Ma ecco che, come nei concerti, dalla parte opposta della via, arrivò una grande Mercedes nera: alla guida il manager degli U2, Paul McGuinness, e al posto del passeggero finalmente lui, Paul Hewson, detto Bono. Parcheggiarono alla cattiva sul marciapiede (ehi, c’era Bono in quella macchina, le regole stradali saltano al suo cospetto!) e scesero. Il cantante ci vide e venne verso di noi. Ecco, quello fu il momento in cui il sogno ebbe la sua data di scadenza.
“Ciao ragazzi”.
“Ciao”.
“Da dove venite?”
“Dall’Italia”.
“Dall’Italia? Così lontano? Grazie di essere venuti fin qua. Io adoro l’Italia”.
E insomma dai, non è che poi alla fine hai tante altre cose da dire alla tua rockstar preferita, né lui certamente ha tanto altro da dire a te, non è che potete mettervi a parlare delle scelte post-universitarie o dell’eterno dilemma more/bionde tette grandi/tette piccole.
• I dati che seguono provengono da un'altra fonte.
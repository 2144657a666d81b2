//! Tag services.

pub mod service;

pub use service::{TagPayload, TagService};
“Possiamo fare una foto insieme?”
“Certo”.
Prima la fecero i miei amici, poi io. Mi avvicinai a Bono, che in buona sostanza è un simpatico nanetto a cui do 15 centimetri (e che, dalla cera, la notte prima aveva fatto una sbronza colossale, persino più di noi), e il rullino della macchina fotografica finì con quella foto. Era venuta? Non era venuta? Con i rullini non si è mai capito se erano le prime o le ultime foto a non venire. “Fuck!”, dissi, e Bono, sorridendo, fece per andare via. Ma proprio per niente, Paul. Figurati se mi tengo quel dubbio. Lo afferrai da una spalla e gli chiesi di farne un’altra. Lui rimase per un attimo stupito e interdetto, guardò se da qualche parte avevo quegli affilati coltelli da cucina, non li vide, e infine, rassicurato, fece la foto.
Quando, dopo qualche ora, rigiravo tra le mani la mia foto con Bono, non riuscivo a crederci: anni di canzoni cantate a squarciagola, sussurrate in silenzio, ballate di notte con le donne amate, associate a tantissimi momenti della mia vita, tutti racchiusi in quella foto. Ero contento, ma ero triste: in fondo, non vorresti mai che quello che hai mitizzato diventasse reale.
Non è un caso che, da allora, gli U2 non abbiano più inciso album davvero memorabili; non è un caso che io stesso non sia più stato un fan disadattato; non è un caso che sia riuscito a prendere tutto con più distacco, a volte persino con cinismo. E non parlo solo dell’attaccamento ai propri idoli, parlo della vita in generale.
Non è un caso, ma un po’ mi dispiace. Perché la vita è un equilibrio tra sogni che si realizzano e sogni che si devono ancora realizzare, ma tra la vita e i sogni, io scelgo i sogni, tutta la vita.